Following is a copy of the Jan. 26 letter presented by the Alabama Rivers Alliance to the Town of Vincent regarding the proposed quarry. The letter was written by Program Director Mitch Reid. I find it very telling, don’t you?

“The Alabama Rivers Alliance asks that the planning commission recommend that the city council reject the proposal to undertake rezoning which would allow White Rock Quarries to engage in mining activities within the town limits. If allowed, this Quarry will have adverse impacts on the Coosa River (including the structural integrity of the Logan Martin Dam), the Spring Creek Tributary of the Coosa River, the groundwater on which the citizens of Vincent and Shelby county rely, as well as the established property rights of the neighboring landowners. Formed in 1997, the Alabama Rivers Alliance is Alabama’s statewide nonprofit river-protection organization. Our mission is to protect Alabama’s rivers through water quality and quantity policy advocacy, grassroots organizing, and the providing of information to citizens in order to achieve clean and healthy watershed ecosystems, healthy people, strong economies, and a functioning democratic system of government in Alabama. Approving this rezoning would effectively sanction an unavoidable infringement of the rights of the town’s citizens to the peaceful enjoyment of their property.

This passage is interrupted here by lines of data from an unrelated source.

//! Chatline realtime messaging server library.
//! This crate exposes internal modules for integration testing and for the
//! client-side reconciliation controllers.
//! The binary entry point is in main.rs.

pub mod auth;
pub mod chat;
pub mod client;
pub mod config;
pub mod db;
pub mod error;
pub mod routes;
pub mod state;
pub mod ws;
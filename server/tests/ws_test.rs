//! Integration tests for the live connection: upgrade auth, presence, typing
//! relay, and send-message reconciliation.

use futures_util::{SinkExt, StreamExt};
use serde_json::{json, Value};
use std::net::SocketAddr;
use std::sync::Arc;
use std::time::Duration;
use tokio::net::TcpListener;
use tokio_tungstenite::tungstenite::Message;

use chatline_server::db::{MessageStore, SqliteStore};
use chatline_server::state::{AppState, WsTimings};
use chatline_server::ws::protocol::ServerEvent;
use chatline_server::ws::router::{spawn_router, RouterOptions};

type WsStream =
    tokio_tungstenite::WebSocketStream<tokio_tungstenite::MaybeTlsStream<tokio::net::TcpStream>>;

/// Helper: start the server on a random port and return (base_url, addr, jwt_secret).
async fn start_test_server() -> (String, SocketAddr, Vec<u8>) {
    let tmp_dir = tempfile::tempdir().expect("Failed to create temp dir");
    let data_dir = tmp_dir.path().to_str().unwrap().to_string();

    let db = chatline_server::db::init_db(&data_dir).expect("Failed to init DB");
    let jwt_secret = chatline_server::auth::jwt::load_or_generate_jwt_secret(&data_dir)
        .expect("Failed to generate JWT secret");

    let store: Arc<dyn MessageStore> = Arc::new(SqliteStore::new(db));
    let router = spawn_router(store.clone(), RouterOptions::default());
    let state = AppState {
        store,
        router,
        jwt_secret: jwt_secret.clone(),
        max_content_chars: 1000,
        ws: WsTimings::default(),
    };

    let app = chatline_server::routes::build_router(state);
    let listener = TcpListener::bind("127.0.0.1:0").await.unwrap();
    let addr = listener.local_addr().unwrap();

    tokio::spawn(async move {
        axum::serve(
            listener,
            app.into_make_service_with_connect_info::<SocketAddr>(),
        )
        .await
        .unwrap();
        let _keep = tmp_dir;
    });

    (format!("http://{}", addr), addr, jwt_secret)
}

fn token_for(secret: &[u8], external_id: &str, username: &str) -> String {
    chatline_server::auth::jwt::issue_access_token(secret, external_id, Some(username), 3600)
        .expect("Failed to issue token")
}

/// Sync a user through the REST API and return (access_token, user_id).
async fn sync_user(base_url: &str, secret: &[u8], username: &str) -> (String, String) {
    let token = token_for(secret, &format!("ext-{}", username), username);
    let resp = reqwest::Client::new()
        .post(format!("{}/api/v1/users/sync", base_url))
        .bearer_auth(&token)
        .send()
        .await
        .expect("sync request failed");
    assert_eq!(resp.status(), 200);
    let body: Value = resp.json().await.unwrap();
    (token, body["id"].as_str().unwrap().to_string())
}

async fn connect(addr: SocketAddr, token: &str) -> WsStream {
    let url = format!("ws://{}/ws?token={}", addr, token);
    let (ws, _) = tokio_tungstenite::connect_async(&url)
        .await
        .expect("WebSocket connect failed");
    ws
}

async fn send_event(ws: &mut WsStream, event: Value) {
    ws.send(Message::Text(event.to_string().into()))
        .await
        .expect("send failed");
}

/// Next server event, skipping keepalive frames.
async fn next_event(ws: &mut WsStream) -> ServerEvent {
    loop {
        let frame = tokio::time::timeout(Duration::from_secs(2), ws.next())
            .await
            .expect("timed out waiting for event")
            .expect("stream ended")
            .expect("receive error");
        match frame {
            Message::Text(text) => {
                return ServerEvent::decode(text.as_str()).expect("undecodable server event")
            }
            Message::Ping(_) | Message::Pong(_) => continue,
            other => panic!("unexpected frame: {:?}", other),
        }
    }
}

async fn assert_silent(ws: &mut WsStream) {
    match tokio::time::timeout(Duration::from_millis(200), ws.next()).await {
        Err(_) => {}
        Ok(frame) => panic!("expected no event, got {:?}", frame),
    }
}

/// Connect, announce, and consume the presence snapshot.
async fn go_online(addr: SocketAddr, token: &str, user_id: &str) -> (WsStream, Vec<String>) {
    let mut ws = connect(addr, token).await;
    send_event(&mut ws, json!({"event": "user-online", "data": {"userId": user_id}})).await;
    match next_event(&mut ws).await {
        ServerEvent::PresenceSnapshot(snapshot) => (ws, snapshot.user_ids),
        other => panic!("expected presence-snapshot, got {:?}", other),
    }
}

async fn expect_close_code(addr: SocketAddr, token: &str) -> u16 {
    let mut ws = connect(addr, token).await;
    let frame = tokio::time::timeout(Duration::from_secs(2), ws.next())
        .await
        .expect("timed out waiting for close")
        .expect("stream ended")
        .expect("receive error");
    match frame {
        Message::Close(Some(close)) => u16::from(close.code),
        other => panic!("expected close frame, got {:?}", other),
    }
}

#[tokio::test]
async fn test_invalid_token_closes_with_4002() {
    let (_, addr, _) = start_test_server().await;
    assert_eq!(expect_close_code(addr, "not-a-jwt").await, 4002);
}

#[tokio::test]
async fn test_expired_token_closes_with_4001() {
    let (_, addr, secret) = start_test_server().await;
    let token =
        chatline_server::auth::jwt::issue_access_token(&secret, "ext-alice", Some("alice"), -120)
            .unwrap();
    assert_eq!(expect_close_code(addr, &token).await, 4001);
}

#[tokio::test]
async fn test_unsynced_user_closes_with_4004() {
    let (_, addr, secret) = start_test_server().await;
    let token = token_for(&secret, "ext-ghost", "ghost");
    assert_eq!(expect_close_code(addr, &token).await, 4004);
}

#[tokio::test]
async fn test_presence_typing_and_disconnect() {
    let (base_url, addr, secret) = start_test_server().await;
    let (alice_token, alice_id) = sync_user(&base_url, &secret, "alice").await;
    let (bob_token, bob_id) = sync_user(&base_url, &secret, "bob").await;

    let (mut alice, snapshot) = go_online(addr, &alice_token, &alice_id).await;
    assert!(snapshot.is_empty());

    let (mut bob, snapshot) = go_online(addr, &bob_token, &bob_id).await;
    assert_eq!(snapshot, vec![alice_id.clone()]);

    match next_event(&mut alice).await {
        ServerEvent::PresenceChanged(change) => {
            assert_eq!(change.user_id, bob_id);
            assert!(change.online);
        }
        other => panic!("expected presence-changed, got {:?}", other),
    }

    send_event(
        &mut bob,
        json!({"event": "typing", "data": {"toUserId": alice_id, "fromUserId": bob_id, "username": "bob"}}),
    )
    .await;
    match next_event(&mut alice).await {
        ServerEvent::UserTyping(typing) => {
            assert_eq!(typing.from_user_id, bob_id);
            assert_eq!(typing.username, "bob");
        }
        other => panic!("expected user-typing, got {:?}", other),
    }

    // Drop without stop-typing: exactly one offline notification.
    bob.close(None).await.unwrap();
    drop(bob);

    match next_event(&mut alice).await {
        ServerEvent::PresenceChanged(change) => {
            assert_eq!(change.user_id, bob_id);
            assert!(!change.online);
        }
        other => panic!("expected presence-changed, got {:?}", other),
    }
    assert_silent(&mut alice).await;
}

#[tokio::test]
async fn test_send_message_relays_then_confirms() {
    let (base_url, addr, secret) = start_test_server().await;
    let (alice_token, alice_id) = sync_user(&base_url, &secret, "alice").await;
    let (bob_token, bob_id) = sync_user(&base_url, &secret, "bob").await;

    let (mut alice, _) = go_online(addr, &alice_token, &alice_id).await;
    let (mut bob, _) = go_online(addr, &bob_token, &bob_id).await;
    next_event(&mut alice).await; // bob came online

    send_event(
        &mut alice,
        json!({"event": "send-message", "data": {"receiverId": bob_id, "content": "hi", "correlationToken": "t1"}}),
    )
    .await;

    match next_event(&mut bob).await {
        ServerEvent::NewMessage(message) => {
            assert_eq!(message.sender_id, alice_id);
            assert_eq!(message.content, "hi");
            assert_eq!(message.correlation_token.as_deref(), Some("t1"));
            assert!(!message.confirmed);
        }
        other => panic!("expected new-message, got {:?}", other),
    }

    let durable = match next_event(&mut alice).await {
        ServerEvent::MessageConfirmed(confirmed) => {
            assert_eq!(confirmed.correlation_token, "t1");
            assert_eq!(confirmed.message.content, "hi");
            assert_eq!(confirmed.message.receiver_id, bob_id);
            confirmed.message
        }
        other => panic!("expected message-confirmed, got {:?}", other),
    };

    // The durable record is what a full fetch returns.
    let history: Vec<Value> = reqwest::Client::new()
        .get(format!("{}/api/v1/messages?with={}", base_url, alice_id))
        .bearer_auth(&bob_token)
        .send()
        .await
        .unwrap()
        .json()
        .await
        .unwrap();
    assert_eq!(history.len(), 1);
    assert_eq!(history[0]["id"], durable.id.as_str());
    assert_eq!(history[0]["senderId"], alice_id.as_str());
}

#[tokio::test]
async fn test_whitespace_message_fails_for_sender_only() {
    let (base_url, addr, secret) = start_test_server().await;
    let (alice_token, alice_id) = sync_user(&base_url, &secret, "alice").await;
    let (bob_token, bob_id) = sync_user(&base_url, &secret, "bob").await;

    let (mut alice, _) = go_online(addr, &alice_token, &alice_id).await;
    let (mut bob, _) = go_online(addr, &bob_token, &bob_id).await;
    next_event(&mut alice).await;

    send_event(
        &mut alice,
        json!({"event": "send-message", "data": {"receiverId": bob_id, "content": "   ", "correlationToken": "t2"}}),
    )
    .await;

    match next_event(&mut alice).await {
        ServerEvent::MessageFailed(failed) => {
            assert_eq!(failed.correlation_token, "t2");
            assert_eq!(failed.error, "Message must be 1-1000 characters");
        }
        other => panic!("expected message-failed, got {:?}", other),
    }
    assert_silent(&mut bob).await;
}

#[tokio::test]
async fn test_malformed_frame_returns_error_event() {
    let (base_url, addr, secret) = start_test_server().await;
    let (alice_token, _) = sync_user(&base_url, &secret, "alice").await;
    let mut alice = connect(addr, &alice_token).await;

    alice
        .send(Message::Text("{not json".to_string().into()))
        .await
        .unwrap();

    match next_event(&mut alice).await {
        ServerEvent::Error(err) => assert!(err.message.starts_with("Malformed event")),
        other => panic!("expected error, got {:?}", other),
    }
}

#[tokio::test]
async fn test_announcing_someone_else_is_ignored() {
    let (base_url, addr, secret) = start_test_server().await;
    let (alice_token, alice_id) = sync_user(&base_url, &secret, "alice").await;
    let (_, bob_id) = sync_user(&base_url, &secret, "bob").await;

    let mut alice = connect(addr, &alice_token).await;
    send_event(&mut alice, json!({"event": "user-online", "data": {"userId": bob_id}})).await;
    assert_silent(&mut alice).await;

    let body: Value = reqwest::Client::new()
        .get(format!("{}/api/v1/users/online?userId={}", base_url, bob_id))
        .bearer_auth(&alice_token)
        .send()
        .await
        .unwrap()
        .json()
        .await
        .unwrap();
    assert_eq!(body, json!({"userId": bob_id, "isOnline": false}));

    // The real identity is still accepted afterwards.
    send_event(&mut alice, json!({"event": "user-online", "data": {"userId": alice_id}})).await;
    assert!(matches!(
        next_event(&mut alice).await,
        ServerEvent::PresenceSnapshot(_)
    ));
}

For over 125 years, the Alabama Supreme Court has recognized that property owners have a right to use their property free from unreasonable interference. For example, in an 1899 case, the court declared that “every man has a right, by the common law, to the pure air and to have no noxious smells sent on his lands.” The draining of groundwater from adjoining property is a particularly troubling interference with property rights in Alabama. A little over ten years ago, the Alabama Supreme court held that property owners could not take groundwater from a common aquifer if the adjoining landowners are injured.

More recently, Alabama has been at the forefront of states’ efforts to protect private property. In a controversial 2005 decision involving a town in Connecticut, the U. S. Supreme Court declared it constitutionally permissible for a government to take a citizen’s private property for the use of another private citizen, so long as there was a perceived public benefit. Public outrage ensued, and more than 40 states passed legislation prohibiting such a taking. Alabama was one of the first, passing that same year a law stating that no governmental body may “condemn property for the purpose of nongovernmental retail, office, commercial, residential, or industrial development or use.

The Vincent City Council is now poised to decide a rezoning request from White Rock to build a quarry. Approval of this rezoning would sorely test more than a century of Alabama state policy and law. If the rezoning is approved, could it be fairly said that the council permitted White Rock’s quarry to “take” the private property of its neighbors by emitting dust and noise, and draining their groundwater for use by the quarry? Even if this rezoning is not technically the same as a taking, the consequences to adjacent property owners could actually be unable to demand fair market value or other just compensation from the government for their loss.

In light of the direction of the Alabama State Legislature and judicial system, the Vincent City Council needs to thoughtfully consider whether it wishes to take an action that seems to be so clearly at odds with the established state law and policy. We therefore request that this commission recommend that the city council reject this request for rezoning.”